What to work on: Check every line of the material below, and show those that contain "whole".

Entries supplied:
- Opening Delimiter -
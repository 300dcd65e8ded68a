//! In-memory job store
// Copyright 2025 Francisco F. Pinochet
//
// Licensed under the Apache License, Version 2.0 (the "License");
// you may not use this file except in compliance with the License.
// You may obtain a copy of the License at
//
//     http://www.apache.org/licenses/LICENSE-2.0
//
// Unless required by applicable law or agreed to in writing, software
// distributed under the License is distributed on an "AS IS" BASIS,
// WITHOUT WARRANTIES OR CONDITIONS OF ANY KIND, either express or implied.
// See the License for the specific language governing permissions and
// limitations under the License.


use super::{JobStore, MediaFilter, StoreResult};
use crate::error::StoreError;
use async_trait::async_trait;
use cinecore_types::{
    EncodeProfile, EncodingJob, EncodingStatus, JobKey, MediaId, ProfileId, SourceMedia,
    Subtitle, TranscriptionRequest,
};
use std::collections::{BTreeMap, HashMap};
use std::sync::Arc;
use tokio::sync::RwLock;
use uuid::Uuid;

#[derive(Default)]
struct MemoryData {
    media: HashMap<MediaId, SourceMedia>,
    profiles: BTreeMap<ProfileId, EncodeProfile>,
    jobs: HashMap<Uuid, EncodingJob>,
    transcriptions: HashMap<(MediaId, bool), TranscriptionRequest>,
    subtitles: HashMap<Uuid, Subtitle>,
}

/// Store kept in process memory. Used by tests and single-node setups
/// without a database; every multi-record operation runs under one lock.
#[derive(Clone, Default)]
pub struct MemoryJobStore {
    data: Arc<RwLock<MemoryData>>,
}

impl MemoryJobStore {
    pub fn new() -> Self {
        Self::default()
    }

    /// Number of job records, all statuses
    pub async fn job_count(&self) -> usize {
        self.data.read().await.jobs.len()
    }

    pub async fn all_jobs(&self) -> Vec<EncodingJob> {
        let mut jobs: Vec<_> = self.data.read().await.jobs.values().cloned().collect();
        jobs.sort_by_key(|j| j.created_at);
        jobs
    }
}

fn sorted(mut jobs: Vec<EncodingJob>) -> Vec<EncodingJob> {
    jobs.sort_by(|a, b| a.created_at.cmp(&b.created_at).then(a.id.cmp(&b.id)));
    jobs
}

#[async_trait]
impl JobStore for MemoryJobStore {
    async fn get_media(&self, id: &MediaId) -> StoreResult<Option<SourceMedia>> {
        Ok(self.data.read().await.media.get(id).cloned())
    }

    async fn save_media(&self, media: &SourceMedia) -> StoreResult<()> {
        self.data
            .write()
            .await
            .media
            .insert(media.id.clone(), media.clone());
        Ok(())
    }

    async fn list_media(&self, filter: &MediaFilter) -> StoreResult<Vec<SourceMedia>> {
        let data = self.data.read().await;
        let mut media: Vec<_> = data
            .media
            .values()
            .filter(|m| filter.matches(m))
            .cloned()
            .collect();
        media.sort_by(|a, b| a.id.cmp(&b.id));
        Ok(media)
    }

    async fn list_profiles(&self, active_only: bool) -> StoreResult<Vec<EncodeProfile>> {
        Ok(self
            .data
            .read()
            .await
            .profiles
            .values()
            .filter(|p| !active_only || p.active)
            .cloned()
            .collect())
    }

    async fn get_profile(&self, id: ProfileId) -> StoreResult<Option<EncodeProfile>> {
        Ok(self.data.read().await.profiles.get(&id).cloned())
    }

    async fn save_profile(&self, profile: &EncodeProfile) -> StoreResult<()> {
        self.data
            .write()
            .await
            .profiles
            .insert(profile.id, profile.clone());
        Ok(())
    }

    async fn create_job(&self, job: &EncodingJob) -> StoreResult<()> {
        let mut data = self.data.write().await;
        if data.jobs.contains_key(&job.id) {
            return Err(StoreError::Conflict(format!("job {} already exists", job.id)));
        }
        data.jobs.insert(job.id, job.clone());
        Ok(())
    }

    async fn get_job(&self, id: Uuid) -> StoreResult<Option<EncodingJob>> {
        Ok(self.data.read().await.jobs.get(&id).cloned())
    }

    async fn update_job(&self, job: &EncodingJob) -> StoreResult<()> {
        let mut data = self.data.write().await;
        match data.jobs.get_mut(&job.id) {
            Some(existing) => {
                *existing = job.clone();
                Ok(())
            }
            None => Err(StoreError::NotFound(format!("encoding job {}", job.id))),
        }
    }

    async fn delete_job(&self, id: Uuid) -> StoreResult<bool> {
        Ok(self.data.write().await.jobs.remove(&id).is_some())
    }

    async fn jobs_for_media(&self, media_id: &MediaId) -> StoreResult<Vec<EncodingJob>> {
        let data = self.data.read().await;
        Ok(sorted(
            data.jobs
                .values()
                .filter(|j| &j.media_id == media_id)
                .cloned()
                .collect(),
        ))
    }

    async fn jobs_for_key(&self, key: &JobKey) -> StoreResult<Vec<EncodingJob>> {
        let data = self.data.read().await;
        Ok(sorted(
            data.jobs
                .values()
                .filter(|j| &j.key() == key)
                .cloned()
                .collect(),
        ))
    }

    async fn jobs_with_status(&self, status: EncodingStatus) -> StoreResult<Vec<EncodingJob>> {
        let data = self.data.read().await;
        Ok(sorted(
            data.jobs
                .values()
                .filter(|j| j.status == status)
                .cloned()
                .collect(),
        ))
    }

    async fn delete_jobs_by_task(&self, task_id: &str) -> StoreResult<Vec<EncodingJob>> {
        let mut data = self.data.write().await;
        let ids: Vec<Uuid> = data
            .jobs
            .values()
            .filter(|j| j.task_id.as_deref() == Some(task_id))
            .map(|j| j.id)
            .collect();
        Ok(ids.iter().filter_map(|id| data.jobs.remove(id)).collect())
    }

    async fn replace_active(&self, job: &EncodingJob) -> StoreResult<usize> {
        let key = job.key();
        let mut data = self.data.write().await;
        let before = data.jobs.len();
        data.jobs.retain(|id, other| *id == job.id || other.key() != key);
        let removed = before - data.jobs.len();
        data.jobs.insert(job.id, job.clone());
        Ok(removed)
    }

    async fn create_transcription(&self, request: &TranscriptionRequest) -> StoreResult<bool> {
        let mut data = self.data.write().await;
        let key = (request.media_id.clone(), request.translate);
        if data.transcriptions.contains_key(&key) {
            return Ok(false);
        }
        data.transcriptions.insert(key, request.clone());
        Ok(true)
    }

    async fn transcription_exists(&self, media_id: &MediaId, translate: bool) -> StoreResult<bool> {
        Ok(self
            .data
            .read()
            .await
            .transcriptions
            .contains_key(&(media_id.clone(), translate)))
    }

    async fn delete_transcription(&self, media_id: &MediaId, translate: bool) -> StoreResult<bool> {
        Ok(self
            .data
            .write()
            .await
            .transcriptions
            .remove(&(media_id.clone(), translate))
            .is_some())
    }

    async fn save_subtitle(&self, subtitle: &Subtitle) -> StoreResult<()> {
        self.data
            .write()
            .await
            .subtitles
            .insert(subtitle.id, subtitle.clone());
        Ok(())
    }

    async fn delete_subtitle(&self, id: Uuid) -> StoreResult<bool> {
        Ok(self.data.write().await.subtitles.remove(&id).is_some())
    }

    async fn subtitles_for_media(&self, media_id: &MediaId) -> StoreResult<Vec<Subtitle>> {
        let data = self.data.read().await;
        let mut subtitles: Vec<_> = data
            .subtitles
            .values()
            .filter(|s| &s.media_id == media_id)
            .cloned()
            .collect();
        subtitles.sort_by_key(|s| s.created_at);
        Ok(subtitles)
    }
}

#[cfg(test)]
mod tests {
    use super::*;
    use cinecore_types::{ChunkDescriptor, Codec};
    use std::collections::BTreeMap;
    use std::path::PathBuf;

    fn media_id() -> MediaId {
        MediaId::new("m1")
    }

    #[tokio::test]
    async fn test_update_after_delete_is_not_found() {
        let store = MemoryJobStore::new();
        let job = EncodingJob::pending(media_id(), 1, None);
        store.create_job(&job).await.unwrap();
        assert!(store.delete_job(job.id).await.unwrap());

        let err = store.update_job(&job).await.unwrap_err();
        assert!(matches!(err, StoreError::NotFound(_)));
    }

    #[tokio::test]
    async fn test_replace_active_keeps_one_per_key() {
        let store = MemoryJobStore::new();
        let first = EncodingJob::pending(media_id(), 1, None);
        let second = EncodingJob::pending(media_id(), 1, None);
        let other_profile = EncodingJob::pending(media_id(), 2, None);
        for job in [&first, &second, &other_profile] {
            store.create_job(job).await.unwrap();
        }

        let mut running = second.clone();
        running.start("task-2", "w1").unwrap();
        assert_eq!(store.replace_active(&running).await.unwrap(), 1);

        let jobs = store.jobs_for_key(&first.key()).await.unwrap();
        assert_eq!(jobs.len(), 1);
        assert_eq!(jobs[0].id, second.id);
        assert_eq!(jobs[0].status, EncodingStatus::Running);
        assert_eq!(store.job_count().await, 2);
    }

    #[tokio::test]
    async fn test_concurrent_replacements_leave_one_record() {
        let store = MemoryJobStore::new();
        let a = EncodingJob::pending(media_id(), 1, None);
        let b = EncodingJob::pending(media_id(), 1, None);
        store.create_job(&a).await.unwrap();
        store.create_job(&b).await.unwrap();

        let (ra, rb) = tokio::join!(store.replace_active(&a), store.replace_active(&b));
        ra.unwrap();
        rb.unwrap();
        assert_eq!(store.jobs_for_key(&a.key()).await.unwrap().len(), 1);
    }

    #[tokio::test]
    async fn test_chunk_keys_are_distinct() {
        let store = MemoryJobStore::new();
        let chunk = |path: &str| ChunkDescriptor {
            path: PathBuf::from(path),
            checksum: "x".into(),
            chunks_info: BTreeMap::new(),
        };
        let whole = EncodingJob::pending(media_id(), 1, None);
        let c0 = EncodingJob::pending(media_id(), 1, Some(chunk("/m/00_a.mkv")));
        let c1 = EncodingJob::pending(media_id(), 1, Some(chunk("/m/01_a.mkv")));
        for job in [&whole, &c0, &c1] {
            store.create_job(job).await.unwrap();
        }
        assert_eq!(store.replace_active(&c0).await.unwrap(), 0);
        assert_eq!(store.jobs_for_media(&media_id()).await.unwrap().len(), 3);
    }

    #[tokio::test]
    async fn test_delete_by_task() {
        let store = MemoryJobStore::new();
        let mut job = EncodingJob::pending(media_id(), 1, None);
        job.task_id = Some("t1".into());
        store.create_job(&job).await.unwrap();

        let removed = store.delete_jobs_by_task("t1").await.unwrap();
        assert_eq!(removed.len(), 1);
        assert!(store.get_job(job.id).await.unwrap().is_none());
    }

    #[tokio::test]
    async fn test_transcription_request_once() {
        let store = MemoryJobStore::new();
        let first = TranscriptionRequest::new(media_id(), false);
        let second = TranscriptionRequest::new(media_id(), false);
        assert!(store.create_transcription(&first).await.unwrap());
        assert!(!store.create_transcription(&second).await.unwrap());
        assert!(store.create_transcription(&TranscriptionRequest::new(media_id(), true)).await.unwrap());

        assert!(store.delete_transcription(&media_id(), false).await.unwrap());
        assert!(!store.transcription_exists(&media_id(), false).await.unwrap());
    }

    #[tokio::test]
    async fn test_profiles_active_filter() {
        let store = MemoryJobStore::new();
        let mut inactive = EncodeProfile::new(2, "h265-720", Codec::H265, 720);
        inactive.active = false;
        store.save_profile(&EncodeProfile::new(1, "h264-240", Codec::H264, 240)).await.unwrap();
        store.save_profile(&inactive).await.unwrap();

        assert_eq!(store.list_profiles(true).await.unwrap().len(), 1);
        assert_eq!(store.list_profiles(false).await.unwrap().len(), 2);
    }
}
- Closing Delimiter -
Exercise answer:
        let whole = EncodingJob::pending(media_id(), 1, None);
        for job in [&whole, &c0, &c1] {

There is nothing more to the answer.